Nothing should be left out when you copy the entries below.
↓↓↓
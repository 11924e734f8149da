//! In-memory scripted transport.
//!
//! Blocking calls consume scripted [`Reply`] values in order. Non-blocking
//! calls return a pending [`Response`] that the test (or a dry-run driver)
//! resolves later by dispatch index, which makes it possible to complete
//! replies in any order. Every issued request is recorded.
//!
//! Clones share state, so a caller can hand one clone to a session client
//! and keep another to script and inspect it.

use std::collections::VecDeque;
use std::sync::{Arc, Mutex, MutexGuard, PoisonError};

use super::{Mode, Outcome, Request, Responder, Response, Transport};
use crate::error::{Result, SightlineError};

/// A scripted reply.
#[derive(Debug, Clone, PartialEq, Eq)]
pub enum Reply {
    /// Transport success with this body.
    Body(String),
    /// Dispatched, but the reply was lost or failed at transport level.
    Failed(String),
    /// The request could not be issued at all.
    Unreachable(String),
}

impl Reply {
    /// Success body shorthand.
    pub fn body(body: impl Into<String>) -> Self {
        Reply::Body(body.into())
    }

    /// `{"code": <code>}` shorthand.
    pub fn code(code: i64) -> Self {
        Reply::Body(format!(r#"{{"code":{code}}}"#))
    }
}

/// One request seen by the scripted transport.
#[derive(Debug, Clone, PartialEq, Eq)]
pub struct SentRequest {
    /// Target URL.
    pub url: String,
    /// Fields sent.
    pub params: Request,
    /// Blocking or not.
    pub mode: Mode,
}

#[derive(Debug, Default)]
struct ScriptState {
    sent: Vec<SentRequest>,
    blocking_replies: VecDeque<Reply>,
    auto_reply: Option<Reply>,
    refuse_dispatches: usize,
    pending: Vec<Option<Responder>>,
    pumps: usize,
    last_error: String,
}

/// Scripted transport double.
#[derive(Debug, Clone, Default)]
pub struct ScriptedTransport {
    state: Arc<Mutex<ScriptState>>,
}

impl ScriptedTransport {
    /// Transport with nothing scripted.
    pub fn new() -> Self {
        Self::default()
    }

    fn state(&self) -> MutexGuard<'_, ScriptState> {
        self.state.lock().unwrap_or_else(PoisonError::into_inner)
    }

    /// Queue a reply for the next blocking request.
    pub fn reply_blocking(&self, reply: Reply) -> &Self {
        self.state().blocking_replies.push_back(reply);
        self
    }

    /// Resolve every future non-blocking request immediately with `reply`
    /// (`None` leaves them pending).
    pub fn auto_reply(&self, reply: Option<Reply>) -> &Self {
        self.state().auto_reply = reply;
        self
    }

    /// Make the next `count` non-blocking requests fail to issue.
    pub fn refuse_dispatches(&self, count: usize) -> &Self {
        self.state().refuse_dispatches = count;
        self
    }

    /// Resolve the `index`-th non-blocking dispatch (0-based).
    ///
    /// Returns false if there is no such dispatch or it was already resolved.
    pub fn complete(&self, index: usize, reply: Reply) -> bool {
        let responder = self
            .state()
            .pending
            .get_mut(index)
            .and_then(Option::take);
        match responder {
            Some(responder) => {
                responder.complete(into_outcome(reply));
                true
            }
            None => false,
        }
    }

    /// Every request issued so far.
    pub fn sent(&self) -> Vec<SentRequest> {
        self.state().sent.clone()
    }

    /// Requests whose URL ends with `suffix`.
    pub fn sent_to(&self, suffix: &str) -> Vec<SentRequest> {
        self.state()
            .sent
            .iter()
            .filter(|r| r.url.ends_with(suffix))
            .cloned()
            .collect()
    }

    /// Non-blocking dispatches so far.
    pub fn dispatched(&self) -> usize {
        self.state().pending.len()
    }

    /// Non-blocking dispatches still unresolved.
    pub fn unresolved(&self) -> usize {
        self.state().pending.iter().filter(|p| p.is_some()).count()
    }

    /// Times `receive` was called.
    pub fn pumps(&self) -> usize {
        self.state().pumps
    }
}

fn into_outcome(reply: Reply) -> Outcome {
    match reply {
        Reply::Body(body) => Outcome::Ok(body),
        Reply::Failed(reason) | Reply::Unreachable(reason) => Outcome::Failed(reason),
    }
}

impl Transport for ScriptedTransport {
    fn request(&mut self, url: &str, params: &Request, mode: Mode) -> Result<Response> {
        let mut state = self.state();
        state.sent.push(SentRequest {
            url: url.to_string(),
            params: params.clone(),
            mode,
        });

        match mode {
            Mode::Blocking => match state.blocking_replies.pop_front() {
                Some(Reply::Unreachable(reason)) => {
                    state.last_error.clone_from(&reason);
                    Err(SightlineError::TransportIssue(reason))
                }
                Some(reply) => Ok(Response::completed(into_outcome(reply))),
                None => {
                    let reason = format!("no scripted reply for {url}");
                    state.last_error.clone_from(&reason);
                    Err(SightlineError::TransportIssue(reason))
                }
            },
            Mode::NonBlocking => {
                if state.refuse_dispatches > 0 {
                    state.refuse_dispatches -= 1;
                    let reason = format!("dispatch refused for {url}");
                    state.last_error.clone_from(&reason);
                    return Err(SightlineError::TransportIssue(reason));
                }

                let (response, responder) = Response::pending();
                match state.auto_reply.clone() {
                    Some(reply) => {
                        responder.complete(into_outcome(reply));
                        state.pending.push(None);
                    }
                    None => state.pending.push(Some(responder)),
                }
                Ok(response)
            }
        }
    }

    fn receive(&mut self, _response: Option<&Response>, _blocking: bool) {
        self.state().pumps += 1;
    }

    fn error_description(&self) -> String {
        self.state().last_error.clone()
    }

    fn name(&self) -> &'static str {
        "scripted"
    }
}
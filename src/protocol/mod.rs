//! Detection session protocol.
//!
//! Implements the client side of the detection service's session protocol:
//! session start/stop, per-person record submission, and in-order
//! reconciliation of asynchronous replies.
//!
//! # Message Flow
//!
//! ```text
//! Client                                   Service
//!    |                                        |
//!    |--- start_session {source_name} ------>|  blocking
//!    |<-- {code:0, session_key} --------------|
//!    |                                        |
//!    |--- person_detection {session_key,..} ->|  non-blocking, one per person
//!    |--- person_detection {session_key,..} ->|
//!    |<-- {code} (reconciled later, FIFO) ----|
//!    |                                        |
//!    |--- stop_session {session_key} -------->|  blocking
//!    |<-- {code} -----------------------------|
//! ```
//!
//! ## State Machine
//!
//! | State       | Description                      | Valid Transitions |
//! |-------------|----------------------------------|-------------------|
//! | `Unstarted` | No key; start never succeeded    | → Active          |
//! | `Active`    | Key held, records can be sent    | → Stopped         |
//! | `Stopped`   | Stop-session acknowledged        | (terminal)        |
//!
//! ## Reconciliation
//!
//! Replies are inspected strictly in submission order. A reply that is not
//! ready blocks inspection of everything behind it. A ready reply whose
//! envelope has `code != 0` (or cannot be read) is a stop signal; a reply
//! lost at transport level is tolerated unless
//! [`ReconcilePolicy::escalate_transport_loss`](crate::config::ReconcilePolicy)
//! is set.
//!
//! # Usage
//!
//! ```rust,ignore
//! use sightline::protocol::{DetectionRecord, SessionClient};
//!
//! let mut client = SessionClient::open(&config, transport, "lobby-cam");
//! let report = client.send_records(&[DetectionRecord::new("p-1")], 0);
//! if !report.all_sent() {
//!     client.close();
//! }
//! ```

mod record;
pub mod request;
mod session;

pub use record::{DetectionRecord, Emotions, FaceRect, Frame, Point, Rgb};
pub use session::{BatchReport, SessionClient, SessionState, SessionStats};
↑↑↑
■ WRITTEN RESPONSE:
repository 11924e734f8149da
//! In-memory scripted transport.
//!
//! Blocking calls consume scripted [`Reply`] values in order. Non-blocking
//! calls return a pending [`Response`] that the test (or a dry-run driver)
//! resolves later by dispatch index, which makes it possible to complete
//! replies in any order. Every issued request is recorded.
//!
//! Clones share state, so a caller can hand one clone to a session client
//! and keep another to script and inspect it.

use std::collections::VecDeque;
use std::sync::{Arc, Mutex, MutexGuard, PoisonError};

use super::{Mode, Outcome, Request, Responder, Response, Transport};
use crate::error::{Result, SightlineError};

/// A scripted reply.
#[derive(Debug, Clone, PartialEq, Eq)]
pub enum Reply {
    /// Transport success with this body.
    Body(String),
    /// Dispatched, but the reply was lost or failed at transport level.
    Failed(String),
    /// The request could not be issued at all.
    Unreachable(String),
}

impl Reply {
    /// Success body shorthand.
    pub fn body(body: impl Into<String>) -> Self {
        Reply::Body(body.into())
    }

    /// `{"code": <code>}` shorthand.
    pub fn code(code: i64) -> Self {
        Reply::Body(format!(r#"{{"code":{code}}}"#))
    }
}

/// One request seen by the scripted transport.
#[derive(Debug, Clone, PartialEq, Eq)]
pub struct SentRequest {
    /// Target URL.
    pub url: String,
    /// Fields sent.
    pub params: Request,
    /// Blocking or not.
    pub mode: Mode,
}

#[derive(Debug, Default)]
struct ScriptState {
    sent: Vec<SentRequest>,
    blocking_replies: VecDeque<Reply>,
    auto_reply: Option<Reply>,
    refuse_dispatches: usize,
    pending: Vec<Option<Responder>>,
    pumps: usize,
    last_error: String,
}

/// Scripted transport double.
#[derive(Debug, Clone, Default)]
pub struct ScriptedTransport {
    state: Arc<Mutex<ScriptState>>,
}

impl ScriptedTransport {
    /// Transport with nothing scripted.
    pub fn new() -> Self {
        Self::default()
    }

    fn state(&self) -> MutexGuard<'_, ScriptState> {
        self.state.lock().unwrap_or_else(PoisonError::into_inner)
    }

    /// Queue a reply for the next blocking request.
    pub fn reply_blocking(&self, reply: Reply) -> &Self {
        self.state().blocking_replies.push_back(reply);
        self
    }

    /// Resolve every future non-blocking request immediately with `reply`
    /// (`None` leaves them pending).
    pub fn auto_reply(&self, reply: Option<Reply>) -> &Self {
        self.state().auto_reply = reply;
        self
    }

    /// Make the next `count` non-blocking requests fail to issue.
    pub fn refuse_dispatches(&self, count: usize) -> &Self {
        self.state().refuse_dispatches = count;
        self
    }

    /// Resolve the `index`-th non-blocking dispatch (0-based).
    ///
    /// Returns false if there is no such dispatch or it was already resolved.
    pub fn complete(&self, index: usize, reply: Reply) -> bool {
        let responder = self
            .state()
            .pending
            .get_mut(index)
            .and_then(Option::take);
        match responder {
            Some(responder) => {
                responder.complete(into_outcome(reply));
                true
            }
            None => false,
        }
    }

    /// Every request issued so far.
    pub fn sent(&self) -> Vec<SentRequest> {
        self.state().sent.clone()
    }

    /// Requests whose URL ends with `suffix`.
    pub fn sent_to(&self, suffix: &str) -> Vec<SentRequest> {
        self.state()
            .sent
            .iter()
            .filter(|r| r.url.ends_with(suffix))
            .cloned()
            .collect()
    }

    /// Non-blocking dispatches so far.
    pub fn dispatched(&self) -> usize {
        self.state().pending.len()
    }

    /// Non-blocking dispatches still unresolved.
    pub fn unresolved(&self) -> usize {
        self.state().pending.iter().filter(|p| p.is_some()).count()
    }

    /// Times `receive` was called.
    pub fn pumps(&self) -> usize {
        self.state().pumps
    }
}

fn into_outcome(reply: Reply) -> Outcome {
    match reply {
        Reply::Body(body) => Outcome::Ok(body),
        Reply::Failed(reason) | Reply::Unreachable(reason) => Outcome::Failed(reason),
    }
}

impl Transport for ScriptedTransport {
    fn request(&mut self, url: &str, params: &Request, mode: Mode) -> Result<Response> {
        let mut state = self.state();
        state.sent.push(SentRequest {
            url: url.to_string(),
            params: params.clone(),
            mode,
        });

        match mode {
            Mode::Blocking => match state.blocking_replies.pop_front() {
                Some(Reply::Unreachable(reason)) => {
                    state.last_error.clone_from(&reason);
                    Err(SightlineError::TransportIssue(reason))
                }
                Some(reply) => Ok(Response::completed(into_outcome(reply))),
                None => {
                    let reason = format!("no scripted reply for {url}");
                    state.last_error.clone_from(&reason);
                    Err(SightlineError::TransportIssue(reason))
                }
            },
            Mode::NonBlocking => {
                if state.refuse_dispatches > 0 {
                    state.refuse_dispatches -= 1;
                    let reason = format!("dispatch refused for {url}");
                    state.last_error.clone_from(&reason);
                    return Err(SightlineError::TransportIssue(reason));
                }

                let (response, responder) = Response::pending();
                match state.auto_reply.clone() {
                    Some(reply) => {
                        responder.complete(into_outcome(reply));
                        state.pending.push(None);
                    }
                    None => state.pending.push(Some(responder)),
                }
                Ok(response)
            }
        }
    }

    fn receive(&mut self, _response: Option<&Response>, _blocking: bool) {
        self.state().pumps += 1;
    }

    fn error_description(&self) -> String {
        self.state().last_error.clone()
    }

    fn name(&self) -> &'static str {
        "scripted"
    }
}
filename src/protocol/mod.rs
//! Detection session protocol.
//!
//! Implements the client side of the detection service's session protocol:
//! session start/stop, per-person record submission, and in-order
//! reconciliation of asynchronous replies.
//!
//! # Message Flow
//!
//! ```text
//! Client                                   Service
//!    |                                        |
//!    |--- start_session {source_name} ------>|  blocking
//!    |<-- {code:0, session_key} --------------|
//!    |                                        |
//!    |--- person_detection {session_key,..} ->|  non-blocking, one per person
//!    |--- person_detection {session_key,..} ->|
//!    |<-- {code} (reconciled later, FIFO) ----|
//!    |                                        |
//!    |--- stop_session {session_key} -------->|  blocking
//!    |<-- {code} -----------------------------|
//! ```
//!
//! ## State Machine
//!
//! | State       | Description                      | Valid Transitions |
//! |-------------|----------------------------------|-------------------|
//! | `Unstarted` | No key; start never succeeded    | → Active          |
//! | `Active`    | Key held, records can be sent    | → Stopped         |
//! | `Stopped`   | Stop-session acknowledged        | (terminal)        |
//!
//! ## Reconciliation
//!
//! Replies are inspected strictly in submission order. A reply that is not
//! ready blocks inspection of everything behind it. A ready reply whose
//! envelope has `code != 0` (or cannot be read) is a stop signal; a reply
//! lost at transport level is tolerated unless
//! [`ReconcilePolicy::escalate_transport_loss`](crate::config::ReconcilePolicy)
//! is set.
//!
//! # Usage
//!
//! ```rust,ignore
//! use sightline::protocol::{DetectionRecord, SessionClient};
//!
//! let mut client = SessionClient::open(&config, transport, "lobby-cam");
//! let report = client.send_records(&[DetectionRecord::new("p-1")], 0);
//! if !report.all_sent() {
//!     client.close();
//! }
//! ```

mod record;
pub mod request;
mod session;

pub use record::{DetectionRecord, Emotions, FaceRect, Frame, Point, Rgb};
pub use session::{BatchReport, SessionClient, SessionState, SessionStats};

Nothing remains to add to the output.